Friday 12 September 2014

Shadow and Light



I shall not smile, thought The Pharoah.

Members of the Shining Sun stood round him in overlapping circles, arranged all over the many decks of the Deliverance Engine. He had personally instructed the acolytes in its use. Not that user error could be entirely eliminated, of course.

But these weren't cultists, hoping for quick power through risky means. Or acolytes, mere mules to haul energy. These were scientists, the finest minds of their generation. Some were his fellows of old from the Light College, men and women he'd graduated with. They'd all worked hard for this.

At the cardinal axes stood Foci, the senior elected members of the group. Not that all of them could really be considered senior, exactly. Somebody had been picking off many of the original founding members.

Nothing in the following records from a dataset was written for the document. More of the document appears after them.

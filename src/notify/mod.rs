// 告警模块 - 社交媒体使用超过阈值时通知用户

use crate::event_bus::{AppEvent, EventBus};
use crate::models::{AppCategory, UsageAlert};
use crate::usage::metrics::format_duration;
use chrono::Utc;
use std::sync::Arc;
use tauri::{AppHandle, Emitter};
use tracing::info;
use uuid::Uuid;

/// 社交媒体使用超过阈值时构造告警，未超过返回 None
///
/// 重复发送同样的告警是无害的，查询本身是幂等读取
pub fn build_social_media_alert(social_millis: i64, threshold_millis: i64) -> Option<UsageAlert> {
    if social_millis <= threshold_millis {
        return None;
    }

    let formatted = format_duration(social_millis);
    Some(UsageAlert {
        id: Uuid::new_v4().to_string(),
        title: "Social Media Usage Alert".to_string(),
        message: format!(
            "You've used social media for {} today. Consider taking a break!",
            formatted
        ),
        category: AppCategory::SocialMedia,
        usage_millis: social_millis,
        timestamp: Utc::now(),
    })
}

/// 告警分发器 - 把告警推到事件总线和前端
pub struct AlertDispatcher {
    event_bus: Arc<EventBus>,
}

impl AlertDispatcher {
    pub fn new(event_bus: Arc<EventBus>) -> Self {
        Self { event_bus }
    }

    /// 检查社交媒体用量并在超阈值时分发告警
    pub fn check_and_dispatch(
        &self,
        app: Option<&AppHandle>,
        social_millis: i64,
        threshold_millis: i64,
    ) -> Option<UsageAlert> {
        let alert = build_social_media_alert(social_millis, threshold_millis)?;

        info!(
            "社交媒体使用超过阈值: {} > {}, 发出告警",
            format_duration(social_millis),
            format_duration(threshold_millis)
        );

        self.event_bus.publish(AppEvent::UsageAlertTriggered {
            alert: alert.clone(),
        });

        if let Some(app) = app {
            let _ = app.emit("usage-alert", &alert);
        }

        Some(alert)
    }
}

Somebody who had been dealt with.

The Grey Wizard was trussed and bound. A chunk of obsidian had been wrapped in a gag and slotted into his mouth. Arcane wind sinks were engraved into the copper bowl he lay in. There would be no tricks, no illusions to hide behind.

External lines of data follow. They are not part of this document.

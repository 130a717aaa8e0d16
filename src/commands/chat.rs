//! 健康助手聊天命令
//!
//! 把用户提问连同今日使用数据上下文转发给聊天服务

use crate::commands::query::build_overview;
use crate::models::looks_configured;
use crate::AppState;
use tracing::{info, warn};

/// 发送聊天消息并返回助手回复
#[tauri::command]
pub async fn send_chat_message(
    state: tauri::State<'_, AppState>,
    message: String,
) -> Result<String, String> {
    let message = message.trim().to_string();
    if message.is_empty() {
        return Err("消息不能为空".to_string());
    }

    let config = state.settings.get().await;
    if !looks_configured(&config.assistant_config.api_key) {
        warn!("聊天助手API密钥未配置");
        return Err("请先在设置中配置聊天助手的API密钥".to_string());
    }

    // 带上今日使用数据作为上下文，聊天失败不影响使用统计本身
    let overview = build_overview(&state, None, 3).await;

    info!("处理聊天请求, 长度: {} 字符", message.len());
    state
        .assistant
        .chat(&config.assistant_config, &message, Some(&overview))
        .await
        .map_err(|e| e.to_string())
}

/// 测试聊天助手API连接
#[tauri::command]
pub async fn test_assistant_api(state: tauri::State<'_, AppState>) -> Result<String, String> {
    let config = state.settings.get().await;
    if !looks_configured(&config.assistant_config.api_key) {
        return Err("请先配置聊天助手的API密钥".to_string());
    }

    state
        .assistant
        .test_connection(&config.assistant_config)
        .await
        .map_err(|e| e.to_string())
}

It was very satisfying to have caught the assassin at last. He'd been trying to steal part of the equipment for the ritual, presumably hoping to delay or disrupt it. To no avail. The Pharoah had suspected some kind of attack would come, since the debacle at the Museum. It was easy to assume Light Wizards of being unable to set traps or tricks of their own. Hysh was too unwieldy to manipulate with subtlety, that was the assumption.

Perhaps so. It did take colossal effort to wield Hysh. Years of practice and theory, plus the ignominy of slaving for the masters, wasting your time and health by straining to supply their rites with power.

What one could do, however, was stopper up reserves of the thick, stiff wind, keep it pent up behind a sorcerous dam. Ideal for laying snares. The Grey Wizard walked right into one. He was still blind and semi-conscious from the blast when The Pharoah had found him, his beard burnt to wisps. Most satisfying indeed.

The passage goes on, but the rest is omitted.